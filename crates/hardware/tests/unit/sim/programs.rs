//! # Sample Program Tests
//!
//! Runs every program shipped under `programs/` and checks its output.

use std::path::PathBuf;

use ls8_core::Simulator;
use ls8_core::config::Config;
use ls8_core::soc::CaptureConsole;
use pretty_assertions::assert_eq;
use rstest::rstest;

fn program_path(name: &str) -> PathBuf {
    PathBuf::from(env!("CARGO_MANIFEST_DIR"))
        .join("../../programs")
        .join(name)
}

fn run_program(name: &str) -> (Simulator, CaptureConsole) {
    let console = CaptureConsole::new();
    let mut sim = Simulator::with_console(&Config::default(), Box::new(console.clone()));
    sim.load_file(program_path(name)).unwrap();
    let _ = sim.run().unwrap();
    (sim, console)
}

#[rstest]
#[case("print8.ls8", vec![8])]
#[case("mult.ls8", vec![72])]
#[case("stack.ls8", vec![2, 4, 1])]
#[case("call.ls8", vec![20, 30, 36, 60])]
#[case("countdown.ls8", vec![5, 4, 3, 2, 1])]
fn test_program_output(#[case] name: &str, #[case] expected: Vec<u8>) {
    let (sim, console) = run_program(name);
    assert_eq!(console.values(), expected);
    assert!(sim.cpu.is_halted());
    assert_eq!(sim.cpu.regs.sp(), 0xF4);
}

#[test]
fn test_print8_final_state() {
    let (sim, console) = run_program("print8.ls8");
    assert_eq!(console.text(), "8\n");
    assert_eq!(sim.cpu.pc, 6);
    assert_eq!(sim.stats.instructions_retired, 3);
}

#[test]
fn test_call_program_depth() {
    let (sim, _) = run_program("call.ls8");
    assert_eq!(sim.stats.max_call_depth, 1);
    assert_eq!(sim.stats.inst_control, 8);
}

#[test]
fn test_countdown_branches() {
    let (sim, _) = run_program("countdown.ls8");
    assert_eq!(sim.stats.branches, 5);
    assert_eq!(sim.stats.branches_taken, 4);
}
//! ALU arithmetic operations.
//!
//! Addition, subtraction and multiplication on unsigned bytes. Results wrap
//! modulo 256, matching fixed-width register semantics.

use super::AluOp;

/// Executes an arithmetic operation.
///
/// Returns `None` for non-arithmetic operations.
pub const fn execute(op: AluOp, a: u8, b: u8) -> Option<u8> {
    match op {
        AluOp::Add => Some(a.wrapping_add(b)),
        AluOp::Sub => Some(a.wrapping_sub(b)),
        AluOp::Mul => Some(a.wrapping_mul(b)),
        _ => None,
    }
}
■ ■ ■
--- EXERCISE BRIEF ---
Every entry should be reproduced word for word.

--- SOLUTION TO THIS EXERCISE ---
filename crates/hardware/tests/unit/sim/programs.rs
//! # Sample Program Tests
//!
//! Runs every program shipped under `programs/` and checks its output.

use std::path::PathBuf;

use ls8_core::Simulator;
use ls8_core::config::Config;
use ls8_core::soc::CaptureConsole;
use pretty_assertions::assert_eq;
use rstest::rstest;

fn program_path(name: &str) -> PathBuf {
    PathBuf::from(env!("CARGO_MANIFEST_DIR"))
        .join("../../programs")
        .join(name)
}

fn run_program(name: &str) -> (Simulator, CaptureConsole) {
    let console = CaptureConsole::new();
    let mut sim = Simulator::with_console(&Config::default(), Box::new(console.clone()));
    sim.load_file(program_path(name)).unwrap();
    let _ = sim.run().unwrap();
    (sim, console)
}

#[rstest]
#[case("print8.ls8", vec![8])]
#[case("mult.ls8", vec![72])]
#[case("stack.ls8", vec![2, 4, 1])]
#[case("call.ls8", vec![20, 30, 36, 60])]
#[case("countdown.ls8", vec![5, 4, 3, 2, 1])]
fn test_program_output(#[case] name: &str, #[case] expected: Vec<u8>) {
    let (sim, console) = run_program(name);
    assert_eq!(console.values(), expected);
    assert!(sim.cpu.is_halted());
    assert_eq!(sim.cpu.regs.sp(), 0xF4);
}

#[test]
fn test_print8_final_state() {
    let (sim, console) = run_program("print8.ls8");
    assert_eq!(console.text(), "8\n");
    assert_eq!(sim.cpu.pc, 6);
    assert_eq!(sim.stats.instructions_retired, 3);
}

#[test]
fn test_call_program_depth() {
    let (sim, _) = run_program("call.ls8");
    assert_eq!(sim.stats.max_call_depth, 1);
    assert_eq!(sim.stats.inst_control, 8);
}

#[test]
fn test_countdown_branches() {
    let (sim, _) = run_program("countdown.ls8");
    assert_eq!(sim.stats.branches, 5);
    assert_eq!(sim.stats.branches_taken, 4);
}
//! ALU arithmetic operations.
//!
//! Addition, subtraction and multiplication on unsigned bytes. Results wrap
//! modulo 256, matching fixed-width register semantics.

use super::AluOp;

/// Executes an arithmetic operation.
///
/// Returns `None` for non-arithmetic operations.
pub const fn execute(op: AluOp, a: u8, b: u8) -> Option<u8> {
    match op {
        AluOp::Add => Some(a.wrapping_add(b)),
        AluOp::Sub => Some(a.wrapping_sub(b)),
        AluOp::Mul => Some(a.wrapping_mul(b)),
        _ => None,
    }
}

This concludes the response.